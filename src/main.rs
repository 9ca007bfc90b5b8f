use clap::{Parser, Subcommand};
use folder_gallery::catalog::{self, Catalog, FolderId};
use folder_gallery::gallery::PageTree;
use folder_gallery::{config, index, listing, metadata, output, scan};
use std::path::PathBuf;

fn version_string() -> &'static str {
    let on_tag = env!("ON_RELEASE_TAG");
    if on_tag == "true" {
        env!("CARGO_PKG_VERSION")
    } else {
        let hash = env!("GIT_HASH");
        if hash.is_empty() {
            "dev@unknown"
        } else {
            // Leaked once at startup, called exactly once
            Box::leak(format!("dev@{hash}").into_boxed_str())
        }
    }
}

#[derive(Parser)]
#[command(name = "folder-gallery")]
#[command(about = "Filesystem-backed photo gallery indexer and browser")]
#[command(long_about = "\
Filesystem-backed photo gallery indexer and browser

Your filesystem is the data source. Every directory under the gallery root
becomes an album, ordered and titled by its numeric prefix, and every image
in it gets a description derived from its filename.

Gallery structure:

  gallery/
  ├── gallery.toml                 # Config (optional, stock defaults apply)
  ├── 010-Landscapes/              # Album (prefix orders, name titles)
  │   ├── 01-dawn.jpg              # Image (\"dawn\")
  │   ├── 02-city_lights.jpg      # Image (\"city lights\")
  │   └── 010-Winter/              # Nested album
  │       └── 01-lift.jpg
  └── 020-Sea/
      └── 01-wave.jpg

'scan' rebuilds the whole catalog from disk; the listing and browse commands
read the saved catalog without touching the gallery. Catalog state lands in
.folder-gallery/ (override with --state-dir). Dot-directories are never
scanned, so the state directory can live inside the gallery root.

Capture dates resolve EXIF DateTimeOriginal, then DateTime, then the file's
own creation time. 'refresh' recomputes the stored EXIF dates explicitly.

Run 'folder-gallery gen-config' to print a documented gallery.toml.")]
#[command(version = version_string())]
struct Cli {
    /// Gallery root directory
    #[arg(long, default_value = "gallery", global = true)]
    root: PathBuf,

    /// Directory for the saved catalog
    #[arg(long, default_value = ".folder-gallery", global = true)]
    state_dir: PathBuf,

    #[command(subcommand)]
    command: Command,
}

#[derive(clap::Args, Clone)]
struct ListArgs {
    /// Folder id to list under (default: the gallery root)
    #[arg(long)]
    folder: Option<u32>,

    /// 1-based page number
    #[arg(long, default_value_t = 1)]
    page: usize,
}

#[derive(clap::Args, Clone)]
struct ImagesArgs {
    /// Folder id to list
    #[arg(long)]
    folder: u32,

    /// 1-based page number
    #[arg(long, default_value_t = 1)]
    page: usize,
}

#[derive(clap::Args, Clone)]
struct BrowseArgs {
    /// Page URL path, e.g. /Landscapes/Winter (default: the front page)
    #[arg(long, default_value = "/")]
    path: String,

    /// 1-based page number for the image listing
    #[arg(long, default_value_t = 1)]
    page: usize,
}

#[derive(clap::Args, Clone)]
struct RefreshArgs {
    /// Folder id to refresh (default: every folder in the catalog)
    #[arg(long)]
    folder: Option<u32>,
}

#[derive(Subcommand)]
enum Command {
    /// Scan the gallery root into a catalog
    Scan,
    /// Validate the gallery root and config without writing state
    Check,
    /// List child albums of a folder, with counts and covers
    Albums(ListArgs),
    /// List the images directly inside a folder
    Images(ImagesArgs),
    /// Resolve a page URL to its breadcrumbs, albums and images
    Browse(BrowseArgs),
    /// Recompute stored EXIF capture dates
    Refresh(RefreshArgs),
    /// Print a stock gallery.toml with all options documented
    GenConfig,
}

fn main() -> Result<(), Box<dyn std::error::Error>> {
    let cli = Cli::parse();

    match cli.command {
        Command::Scan => {
            config::load_config(&cli.root)?;
            let catalog = scan::scan(&cli.root)?;
            catalog.save(&cli.state_dir)?;
            output::print_scan_output(&catalog, config_file_exists(&cli.root));
            println!(
                "==> Catalog saved to {}",
                catalog::catalog_path(&cli.state_dir).display()
            );
        }
        Command::Check => {
            println!("==> Checking {}", cli.root.display());
            let config = config::load_config(&cli.root)?;
            let catalog = scan::scan(&cli.root)?;
            output::print_scan_output(&catalog, config_file_exists(&cli.root));
            println!(
                "==> Gallery is valid ({} refresh threads)",
                config::effective_threads(&config.processing)
            );
        }
        Command::Albums(args) => {
            let config = config::load_config(&cli.root)?;
            let catalog = Catalog::load(&cli.state_dir)?;
            let parent = match args.folder {
                Some(id) => FolderId(id),
                None => catalog.root_folder().map(|f| f.id).unwrap_or(FolderId(0)),
            };
            let albums =
                index::list_albums(&catalog, parent, config.sort_key(), config.sort_direction());
            let slice = listing::paginate(albums, config.albums_per_page(), args.page)?;
            output::print_album_listing(&folder_label(&catalog, parent), &slice);
        }
        Command::Images(args) => {
            let config = config::load_config(&cli.root)?;
            let catalog = Catalog::load(&cli.state_dir)?;
            let folder = FolderId(args.folder);
            let images =
                index::list_images(&catalog, folder, config.sort_key(), config.sort_direction())?;
            let owned: Vec<_> = images.into_iter().cloned().collect();
            let slice = listing::paginate(owned, config.images_per_page(), args.page)?;
            output::print_image_listing(
                &folder_label(&catalog, folder),
                &slice,
                config.sort_key(),
                config.sort_direction(),
                &config,
            );
        }
        Command::Browse(args) => {
            let config = config::load_config(&cli.root)?;
            let catalog = Catalog::load(&cli.state_dir)?;
            let tree = PageTree::mirror(&catalog, &config);

            match tree.page_by_url(&args.path) {
                Some(page) => {
                    let page = page.clone();
                    let crumbs = tree.breadcrumbs(page.id, &config);
                    let albums = tree.albums_page(Some(page.id), &catalog, &config, 1)?;
                    let images = tree.images(page.id, &catalog, &config, args.page)?;
                    output::print_browse_output(
                        &crumbs,
                        &albums,
                        images.as_ref(),
                        page.effective_sort(),
                        &config,
                    );
                }
                // The front page is not a mirrored page; it lists the root albums
                None if args.path.split('/').all(|s| s.is_empty()) => {
                    let albums = tree.albums_page(None, &catalog, &config, args.page)?;
                    output::print_browse_output(
                        &[],
                        &albums,
                        None,
                        (config.sort_key(), config.sort_direction()),
                        &config,
                    );
                }
                None => println!("No page at {}", args.path),
            }
        }
        Command::Refresh(args) => {
            let config = config::load_config(&cli.root)?;
            let mut catalog = Catalog::load(&cli.state_dir)?;
            init_thread_pool(&config.processing);

            let targets: Vec<FolderId> = match args.folder {
                Some(id) => vec![FolderId(id)],
                None => catalog.folders.iter().map(|f| f.id).collect(),
            };
            let outcomes: Vec<_> = targets
                .into_iter()
                .map(|folder| metadata::write_exif_dates(&mut catalog, folder))
                .collect();
            catalog.save(&cli.state_dir)?;
            output::print_refresh_output(&catalog, &outcomes);
        }
        Command::GenConfig => {
            print!("{}", config::stock_config_toml());
        }
    }

    Ok(())
}

fn config_file_exists(root: &std::path::Path) -> bool {
    root.join(config::CONFIG_FILENAME).exists()
}

/// Listing title for a folder: its title, or a placeholder for the root
/// and for ids the catalog does not know.
fn folder_label(catalog: &Catalog, id: FolderId) -> String {
    match catalog.folder(id) {
        Some(folder) if folder.path.is_empty() => "the gallery root".to_string(),
        Some(folder) => folder.title.clone(),
        None => format!("folder {id}"),
    }
}

/// Initialize the rayon thread pool based on processing config.
///
/// Caps at the number of available CPU cores; config can constrain down,
/// not up.
fn init_thread_pool(processing: &config::ProcessingConfig) {
    let threads = config::effective_threads(processing);
    rayon::ThreadPoolBuilder::new()
        .num_threads(threads)
        .build_global()
        .ok();
}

— YOUR ASSIGNMENT —
In full and without error, repeat the material above.

— ANSWER SPACE —
filename src/main.rs
repository 9ca007bfc90b5b8f
use clap::{Parser, Subcommand};
use folder_gallery::catalog::{self, Catalog, FolderId};
use folder_gallery::gallery::PageTree;
use folder_gallery::{config, index, listing, metadata, output, scan};
use std::path::PathBuf;

fn version_string() -> &'static str {
    let on_tag = env!("ON_RELEASE_TAG");
    if on_tag == "true" {
        env!("CARGO_PKG_VERSION")
    } else {
        let hash = env!("GIT_HASH");
        if hash.is_empty() {
            "dev@unknown"
        } else {
            // Leaked once at startup, called exactly once
            Box::leak(format!("dev@{hash}").into_boxed_str())
        }
    }
}

#[derive(Parser)]
#[command(name = "folder-gallery")]
#[command(about = "Filesystem-backed photo gallery indexer and browser")]
#[command(long_about = "\
Filesystem-backed photo gallery indexer and browser

Your filesystem is the data source. Every directory under the gallery root
becomes an album, ordered and titled by its numeric prefix, and every image
in it gets a description derived from its filename.

Gallery structure:

  gallery/
  ├── gallery.toml                 # Config (optional, stock defaults apply)
  ├── 010-Landscapes/              # Album (prefix orders, name titles)
  │   ├── 01-dawn.jpg              # Image (\"dawn\")
  │   ├── 02-city_lights.jpg      # Image (\"city lights\")
  │   └── 010-Winter/              # Nested album
  │       └── 01-lift.jpg
  └── 020-Sea/
      └── 01-wave.jpg

'scan' rebuilds the whole catalog from disk; the listing and browse commands
read the saved catalog without touching the gallery. Catalog state lands in
.folder-gallery/ (override with --state-dir). Dot-directories are never
scanned, so the state directory can live inside the gallery root.

Capture dates resolve EXIF DateTimeOriginal, then DateTime, then the file's
own creation time. 'refresh' recomputes the stored EXIF dates explicitly.

Run 'folder-gallery gen-config' to print a documented gallery.toml.")]
#[command(version = version_string())]
struct Cli {
    /// Gallery root directory
    #[arg(long, default_value = "gallery", global = true)]
    root: PathBuf,

    /// Directory for the saved catalog
    #[arg(long, default_value = ".folder-gallery", global = true)]
    state_dir: PathBuf,

    #[command(subcommand)]
    command: Command,
}

#[derive(clap::Args, Clone)]
struct ListArgs {
    /// Folder id to list under (default: the gallery root)
    #[arg(long)]
    folder: Option<u32>,

    /// 1-based page number
    #[arg(long, default_value_t = 1)]
    page: usize,
}

#[derive(clap::Args, Clone)]
struct ImagesArgs {
    /// Folder id to list
    #[arg(long)]
    folder: u32,

    /// 1-based page number
    #[arg(long, default_value_t = 1)]
    page: usize,
}

#[derive(clap::Args, Clone)]
struct BrowseArgs {
    /// Page URL path, e.g. /Landscapes/Winter (default: the front page)
    #[arg(long, default_value = "/")]
    path: String,

    /// 1-based page number for the image listing
    #[arg(long, default_value_t = 1)]
    page: usize,
}

#[derive(clap::Args, Clone)]
struct RefreshArgs {
    /// Folder id to refresh (default: every folder in the catalog)
    #[arg(long)]
    folder: Option<u32>,
}

#[derive(Subcommand)]
enum Command {
    /// Scan the gallery root into a catalog
    Scan,
    /// Validate the gallery root and config without writing state
    Check,
    /// List child albums of a folder, with counts and covers
    Albums(ListArgs),
    /// List the images directly inside a folder
    Images(ImagesArgs),
    /// Resolve a page URL to its breadcrumbs, albums and images
    Browse(BrowseArgs),
    /// Recompute stored EXIF capture dates
    Refresh(RefreshArgs),
    /// Print a stock gallery.toml with all options documented
    GenConfig,
}

fn main() -> Result<(), Box<dyn std::error::Error>> {
    let cli = Cli::parse();

    match cli.command {
        Command::Scan => {
            config::load_config(&cli.root)?;
            let catalog = scan::scan(&cli.root)?;
            catalog.save(&cli.state_dir)?;
            output::print_scan_output(&catalog, config_file_exists(&cli.root));
            println!(
                "==> Catalog saved to {}",
                catalog::catalog_path(&cli.state_dir).display()
            );
        }
        Command::Check => {
            println!("==> Checking {}", cli.root.display());
            let config = config::load_config(&cli.root)?;
            let catalog = scan::scan(&cli.root)?;
            output::print_scan_output(&catalog, config_file_exists(&cli.root));
            println!(
                "==> Gallery is valid ({} refresh threads)",
                config::effective_threads(&config.processing)
            );
        }
        Command::Albums(args) => {
            let config = config::load_config(&cli.root)?;
            let catalog = Catalog::load(&cli.state_dir)?;
            let parent = match args.folder {
                Some(id) => FolderId(id),
                None => catalog.root_folder().map(|f| f.id).unwrap_or(FolderId(0)),
            };
            let albums =
                index::list_albums(&catalog, parent, config.sort_key(), config.sort_direction());
            let slice = listing::paginate(albums, config.albums_per_page(), args.page)?;
            output::print_album_listing(&folder_label(&catalog, parent), &slice);
        }
        Command::Images(args) => {
            let config = config::load_config(&cli.root)?;
            let catalog = Catalog::load(&cli.state_dir)?;
            let folder = FolderId(args.folder);
            let images =
                index::list_images(&catalog, folder, config.sort_key(), config.sort_direction())?;
            let owned: Vec<_> = images.into_iter().cloned().collect();
            let slice = listing::paginate(owned, config.images_per_page(), args.page)?;
            output::print_image_listing(
                &folder_label(&catalog, folder),
                &slice,
                config.sort_key(),
                config.sort_direction(),
                &config,
            );
        }
        Command::Browse(args) => {
            let config = config::load_config(&cli.root)?;
            let catalog = Catalog::load(&cli.state_dir)?;
            let tree = PageTree::mirror(&catalog, &config);

            match tree.page_by_url(&args.path) {
                Some(page) => {
                    let page = page.clone();
                    let crumbs = tree.breadcrumbs(page.id, &config);
                    let albums = tree.albums_page(Some(page.id), &catalog, &config, 1)?;
                    let images = tree.images(page.id, &catalog, &config, args.page)?;
                    output::print_browse_output(
                        &crumbs,
                        &albums,
                        images.as_ref(),
                        page.effective_sort(),
                        &config,
                    );
                }
                // The front page is not a mirrored page; it lists the root albums
                None if args.path.split('/').all(|s| s.is_empty()) => {
                    let albums = tree.albums_page(None, &catalog, &config, args.page)?;
                    output::print_browse_output(
                        &[],
                        &albums,
                        None,
                        (config.sort_key(), config.sort_direction()),
                        &config,
                    );
                }
                None => println!("No page at {}", args.path),
            }
        }
        Command::Refresh(args) => {
            let config = config::load_config(&cli.root)?;
            let mut catalog = Catalog::load(&cli.state_dir)?;
            init_thread_pool(&config.processing);

            let targets: Vec<FolderId> = match args.folder {
                Some(id) => vec![FolderId(id)],
                None => catalog.folders.iter().map(|f| f.id).collect(),
            };
            let outcomes: Vec<_> = targets
                .into_iter()
                .map(|folder| metadata::write_exif_dates(&mut catalog, folder))
                .collect();
            catalog.save(&cli.state_dir)?;
            output::print_refresh_output(&catalog, &outcomes);
        }
        Command::GenConfig => {
            print!("{}", config::stock_config_toml());
        }
    }

    Ok(())
}

fn config_file_exists(root: &std::path::Path) -> bool {
    root.join(config::CONFIG_FILENAME).exists()
}

/// Listing title for a folder: its title, or a placeholder for the root
/// and for ids the catalog does not know.
fn folder_label(catalog: &Catalog, id: FolderId) -> String {
    match catalog.folder(id) {
        Some(folder) if folder.path.is_empty() => "the gallery root".to_string(),
        Some(folder) => folder.title.clone(),
        None => format!("folder {id}"),
    }
}

/// Initialize the rayon thread pool based on processing config.
///
/// Caps at the number of available CPU cores; config can constrain down,
/// not up.
fn init_thread_pool(processing: &config::ProcessingConfig) {
    let threads = config::effective_threads(processing);
    rayon::ThreadPoolBuilder::new()
        .num_threads(threads)
        .build_global()
        .ok();
}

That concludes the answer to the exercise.